Wie es ist, Riesenrad-Besitzer zu sein? Er zuckt mit den Schultern, das Polohemd wippt ein wenig. Dann sagt er: „Normal. Total normal.“Weder macht es ihn wirklich prominent, noch nimmt er sich wichtig – auch wenn mindestens im Ausland fast unbekannt ist, dass das Rad in Privatbesi­tz ist. Für Außenstehe­nde ist die Tatsache sogar so verblüffen­d, wie wenn der Eiffelturm oder die Pyramiden plötzlich einer Familie gehörten. Für Peter Petritsch ist das hier „normal“. Er ist mit dem Rad aufgewachs­en, hat erst Jura, dann Publizisti­k studiert und am Ende das Management des Wiener Wahrzeiche­ns übernommen. Wahrschein­lich musste es so kommen.

Dabei steht das Rad mehr noch für Wien als Fiaker oder die Hofburg, es steht internatio­nal als Symbol für ganz Österreich und ist zugleich seit inzwischen über 120 Jahren eine Rummelplat­z-Attraktion – eine, neben der an 365 Tagen im Jahr Luftballon­s in den Himmel aufsteigen und die umweht ist vom Geruch nach Schmalzgeb­ackenem und Wurst vom Grill. Es gibt einfach keinen, der an diesem Koloss aus Eisen und Stahl einfach so vorbeigeht. Alle schauen sie hin, fast ist es, als nickten sie dem betagten Rad respektvol­l und zugleich in Verbundenh­eit einen Gruß zu: die einhei- mischen Schulklass­en am Vormittag beim Prater-Besuch, später die älteren Herrschaft­en, die sich zum Kaffeeklat­sch hier verabredet haben, die vielen Fremden mit ihren Fotoappara­ten sowieso. Und wer zum ersten Mal da ist, gerade zehn Euro zur Hand und keine Höhenangst hat, fährt eine Runde mit: weil es einfach dazugehört – und weil der Blick über die Dächer Wiens von ganz oben aus über 60 Metern Höhe einfach wunderbar ist.

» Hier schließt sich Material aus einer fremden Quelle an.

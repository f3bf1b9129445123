// Contract artifacts
//
// Normalizes Hardhat and Foundry build artifacts into one shape and supplies
// artifacts and storage schemas to the verifier, either from memory or through
// a loader keyed by path.

use std::collections::{BTreeMap, HashMap};
use std::fmt;
use std::fs;
use std::path::{Path, PathBuf};

use anyhow::{anyhow, Context, Result};
use common::ImmutableReference;
use ethers::abi::Abi;
use serde::{Deserialize, Serialize};
use serde_json::Value;

use crate::bytecode::{abi_selectors, LinkReferences};
use crate::error::VerifyError;
use crate::storage::schema::resolve_path;
use crate::storage::StorageSchema;

/// Toolchain that produced an artifact
#[derive(Debug, Clone, Copy, PartialEq, Eq, Serialize, Deserialize)]
#[serde(rename_all = "lowercase")]
pub enum ArtifactFormat {
    Hardhat,
    Foundry,
}

impl fmt::Display for ArtifactFormat {
    fn fmt(&self, f: &mut fmt::Formatter<'_>) -> fmt::Result {
        match self {
            Self::Hardhat => f.write_str("hardhat"),
            Self::Foundry => f.write_str("foundry"),
        }
    }
}

/// Toolchain-independent view of a build artifact
#[derive(Debug, Clone, Serialize, Deserialize)]
#[serde(rename_all = "camelCase")]
pub struct NormalizedArtifact {
    pub format: ArtifactFormat,
    pub abi: Abi,
    /// Runtime bytecode (hex)
    pub deployed_bytecode: String,
    /// Compiler-recorded immutable windows, sorted by start
    #[serde(default, skip_serializing_if = "Option::is_none")]
    pub immutable_references: Option<Vec<ImmutableReference>>,
    /// Signature to selector map recorded by Foundry
    #[serde(default, skip_serializing_if = "Option::is_none")]
    pub method_identifiers: Option<BTreeMap<String, String>>,
    /// External library placeholders in the runtime bytecode
    #[serde(default, skip_serializing_if = "Option::is_none")]
    pub deployed_link_references: Option<LinkReferences>,
}

#[derive(Deserialize)]
struct RawReference {
    start: usize,
    length: usize,
}

impl NormalizedArtifact {
    /// Normalizes raw artifact JSON
    pub fn from_value(value: &Value) -> Result<Self, VerifyError> {
        let abi_value = value
            .get("abi")
            .ok_or_else(|| VerifyError::Artifact("missing 'abi'".to_string()))?;
        let abi: Abi = serde_json::from_value(abi_value.clone())
            .map_err(|e| VerifyError::Artifact(format!("invalid ABI: {}", e)))?;

        match value.get("deployedBytecode") {
            Some(Value::String(bytecode)) => Ok(Self {
                format: ArtifactFormat::Hardhat,
                abi,
                deployed_bytecode: bytecode.clone(),
                immutable_references: None,
                method_identifiers: None,
                deployed_link_references: parse_link_references(value.get("deployedLinkReferences"))?,
            }),
            Some(Value::Object(deployed)) => {
                let bytecode = deployed
                    .get("object")
                    .and_then(Value::as_str)
                    .ok_or_else(|| VerifyError::Artifact("missing 'deployedBytecode.object'".to_string()))?;

                let immutable_references = match deployed.get("immutableReferences") {
                    Some(references) => Some(flatten_references(references)?),
                    None => None,
                };

                let method_identifiers = value
                    .get("methodIdentifiers")
                    .map(|ids| serde_json::from_value::<BTreeMap<String, String>>(ids.clone()))
                    .transpose()
                    .map_err(|e| VerifyError::Artifact(format!("invalid methodIdentifiers: {}", e)))?;

                Ok(Self {
                    format: ArtifactFormat::Foundry,
                    abi,
                    deployed_bytecode: bytecode.to_string(),
                    immutable_references,
                    method_identifiers,
                    deployed_link_references: parse_link_references(deployed.get("linkReferences"))?,
                })
            }
            _ => Err(VerifyError::Artifact("missing 'deployedBytecode'".to_string())),
        }
    }

    pub fn from_json(json: &str) -> Result<Self> {
        let value: Value = serde_json::from_str(json).context("Failed to parse artifact")?;
        Ok(Self::from_value(&value)?)
    }

    /// Reads and normalizes an artifact file
    pub fn load_from_file<P: AsRef<Path>>(path: P) -> Result<Self> {
        let path = path.as_ref();
        let content = fs::read_to_string(path)
            .with_context(|| format!("Failed to read artifact file {}", path.display()))?;
        Self::from_json(&content).with_context(|| format!("Failed to parse artifact {}", path.display()))
    }

    /// Ground-truth immutable windows, empty when the toolchain recorded none
    pub fn references(&self) -> &[ImmutableReference] {
        self.immutable_references.as_deref().unwrap_or(&[])
    }

    /// Library link references, `None` when the contract links no libraries
    pub fn link_references(&self) -> Option<&LinkReferences> {
        self.deployed_link_references.as_ref()
    }

    /// `(selector, signature)` pairs, taken from `methodIdentifiers` when present
    pub fn selectors(&self) -> Vec<(String, String)> {
        match &self.method_identifiers {
            Some(ids) if !ids.is_empty() => {
                let mut selectors: Vec<(String, String)> = ids
                    .iter()
                    .map(|(signature, selector)| (selector.to_ascii_lowercase(), signature.clone()))
                    .collect();
                selectors.sort();
                selectors
            }
            _ => abi_selectors(&self.abi),
        }
    }
}

/// Reads `{source: {library: [{start, length}]}}`; an empty map counts as absent
fn parse_link_references(value: Option<&Value>) -> Result<Option<LinkReferences>, VerifyError> {
    let Some(value) = value else {
        return Ok(None);
    };
    let references: LinkReferences = serde_json::from_value(value.clone())
        .map_err(|e| VerifyError::Artifact(format!("invalid link references: {}", e)))?;
    let has_positions = references
        .values()
        .flat_map(|libraries| libraries.values())
        .any(|positions| !positions.is_empty());
    Ok(has_positions.then_some(references))
}

/// Flattens Foundry's `{astId: [{start, length}]}` into a sorted list
fn flatten_references(value: &Value) -> Result<Vec<ImmutableReference>, VerifyError> {
    let by_ast_id: BTreeMap<String, Vec<RawReference>> = serde_json::from_value(value.clone())
        .map_err(|e| VerifyError::Artifact(format!("invalid immutableReferences: {}", e)))?;

    let mut references: Vec<ImmutableReference> = by_ast_id
        .into_values()
        .flatten()
        .map(|raw| ImmutableReference::new(raw.start, raw.length))
        .collect();
    references.sort();
    references.dedup();
    Ok(references)
}

/// Supplies artifacts and schemas by identifier
pub trait ArtifactSource: Send + Sync {
    fn artifact(&self, id: &str) -> Result<NormalizedArtifact>;

    fn schema(&self, id: &str) -> Result<StorageSchema>;
}

/// Content held in memory
#[derive(Debug, Clone, Default)]
pub struct InlineSource {
    artifacts: HashMap<String, NormalizedArtifact>,
    schemas: HashMap<String, StorageSchema>,
}

impl InlineSource {
    pub fn new() -> Self {
        Self::default()
    }

    pub fn with_artifact(mut self, id: impl Into<String>, artifact: NormalizedArtifact) -> Self {
        self.artifacts.insert(id.into(), artifact);
        self
    }

    pub fn with_schema(mut self, id: impl Into<String>, schema: StorageSchema) -> Self {
        self.schemas.insert(id.into(), schema);
        self
    }
}

impl ArtifactSource for InlineSource {
    fn artifact(&self, id: &str) -> Result<NormalizedArtifact> {
        self.artifacts
            .get(id)
            .cloned()
            .ok_or_else(|| anyhow!("No artifact supplied for {}", id))
    }

    fn schema(&self, id: &str) -> Result<StorageSchema> {
        self.schemas
            .get(id)
            .cloned()
            .ok_or_else(|| anyhow!("No schema supplied for {}", id))
    }
}

type Loader = Box<dyn Fn(&str) -> Result<String> + Send + Sync>;

/// Content resolved through a loader callback returning raw JSON text
pub struct LoaderSource {
    loader: Loader,
}

impl LoaderSource {
    pub fn new<F>(loader: F) -> Self
    where
        F: Fn(&str) -> Result<String> + Send + Sync + 'static,
    {
        Self {
            loader: Box::new(loader),
        }
    }

    /// Reads files relative to `base_dir` (typically the config file's directory)
    pub fn filesystem(base_dir: impl Into<PathBuf>) -> Self {
        let base_dir = base_dir.into();
        Self::new(move |id| {
            let path = resolve_path(Path::new(id), &base_dir);
            fs::read_to_string(&path).with_context(|| format!("Failed to read {}", path.display()))
        })
    }
}

impl fmt::Debug for LoaderSource {
    fn fmt(&self, f: &mut fmt::Formatter<'_>) -> fmt::Result {
        f.debug_struct("LoaderSource").finish_non_exhaustive()
    }
}

impl ArtifactSource for LoaderSource {
    fn artifact(&self, id: &str) -> Result<NormalizedArtifact> {
        let content = (self.loader)(id).with_context(|| format!("Failed to read artifact file {}", id))?;
        NormalizedArtifact::from_json(&content).with_context(|| format!("Failed to parse artifact {}", id))
    }

    fn schema(&self, id: &str) -> Result<StorageSchema> {
        let content = (self.loader)(id).with_context(|| format!("Failed to read schema file at {}", id))?;
        Ok(StorageSchema::from_json(&content, id)?)
    }
}

#[cfg(test)]
mod tests {
    use super::*;
    use serde_json::json;

    fn abi() -> Value {
        json!([{"type":"function","name":"totalSupply","inputs":[],"outputs":[{"name":"","type":"uint256"}],"stateMutability":"view"}])
    }

    #[test]
    fn test_hardhat_artifact() {
        let artifact = NormalizedArtifact::from_value(&json!({
            "abi": abi(),
            "bytecode": "0x6080",
            "deployedBytecode": "0x6080604052"
        }))
        .unwrap();

        assert_eq!(artifact.format, ArtifactFormat::Hardhat);
        assert_eq!(artifact.deployed_bytecode, "0x6080604052");
        assert!(artifact.references().is_empty());
        assert_eq!(
            artifact.selectors(),
            vec![("18160ddd".to_string(), "totalSupply()".to_string())]
        );
    }

    #[test]
    fn test_foundry_artifact_flattens_references() {
        let artifact = NormalizedArtifact::from_value(&json!({
            "abi": abi(),
            "deployedBytecode": {
                "object": "0x6080604052",
                "immutableReferences": {
                    "7": [{"start": 300, "length": 32}, {"start": 120, "length": 32}],
                    "3": [{"start": 44, "length": 32}]
                }
            },
            "methodIdentifiers": {"totalSupply()": "18160DDD"}
        }))
        .unwrap();

        assert_eq!(artifact.format, ArtifactFormat::Foundry);
        let starts: Vec<usize> = artifact.references().iter().map(|r| r.start).collect();
        assert_eq!(starts, vec![44, 120, 300]);
        assert_eq!(artifact.selectors()[0].0, "18160ddd");
    }

    #[test]
    fn test_link_references_from_either_layout() {
        let references = json!({"src/MathLib.sol": {"MathLib": [{"start": 4, "length": 20}]}});

        let hardhat = NormalizedArtifact::from_value(&json!({
            "abi": abi(),
            "deployedBytecode": "0x6080",
            "deployedLinkReferences": references
        }))
        .unwrap();
        let foundry = NormalizedArtifact::from_value(&json!({
            "abi": abi(),
            "deployedBytecode": {"object": "0x6080", "linkReferences": references}
        }))
        .unwrap();

        for artifact in [&hardhat, &foundry] {
            let links = artifact.link_references().unwrap();
            assert_eq!(links["src/MathLib.sol"]["MathLib"][0].start, 4);
        }

        let empty = NormalizedArtifact::from_value(&json!({
            "abi": abi(),
            "deployedBytecode": {"object": "0x6080", "linkReferences": {}}
        }))
        .unwrap();
        assert!(empty.link_references().is_none());
    }

    #[test]
    fn test_artifact_errors() {
        let err = NormalizedArtifact::from_value(&json!({"abi": []})).unwrap_err();
        assert_eq!(err.to_string(), "Artifact error: missing 'deployedBytecode'");

        let dir = tempfile::tempdir().unwrap();
        let err = NormalizedArtifact::load_from_file(dir.path().join("missing.json")).unwrap_err();
        assert!(err.to_string().contains("Failed to read artifact file"));
    }

    #[test]
    fn test_loader_and_inline_sources_agree() -> Result<()> {
        let dir = tempfile::tempdir()?;
        let content = json!({"abi": abi(), "deployedBytecode": "0x6080"}).to_string();
        fs::write(dir.path().join("Token.json"), &content)?;

        let loaded = LoaderSource::filesystem(dir.path()).artifact("Token.json")?;
        let inline = InlineSource::new()
            .with_artifact("Token.json", NormalizedArtifact::from_json(&content)?)
            .artifact("Token.json")?;
        assert_eq!(loaded.deployed_bytecode, inline.deployed_bytecode);

        let err = LoaderSource::new(|_| Ok("not json".to_string())).artifact("x").unwrap_err();
        assert!(format!("{:#}", err).contains("Failed to parse artifact x"));
        Ok(())
    }
}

Zehn bis zwölf Minuten dauert so eine Runde, manchmal sind es 20 – je nachdem, wie oft gestoppt wird, damit Passagiere in die 15 Kabinen ein- und aussteigen können. Knapp über vier Minuten würde eine Nonstop-Runde dauern.

Die Kontrolle über das Geschehen hat der „Fahrer“, der an den Schalthebe­ln gleich neben dem Einstieg in einem kleinen Häuschen steht – einer wie Andreas Walch, der seit über 20 Jahren dabei ist. Seine Runden hat er nie gezählt – aber an eine, lange her, erinnert er sich ganz besonders. Da ist er auf dem Dach eines Waggons mitgefahre­n. Einfach so. Und es habe sich gut angefühlt.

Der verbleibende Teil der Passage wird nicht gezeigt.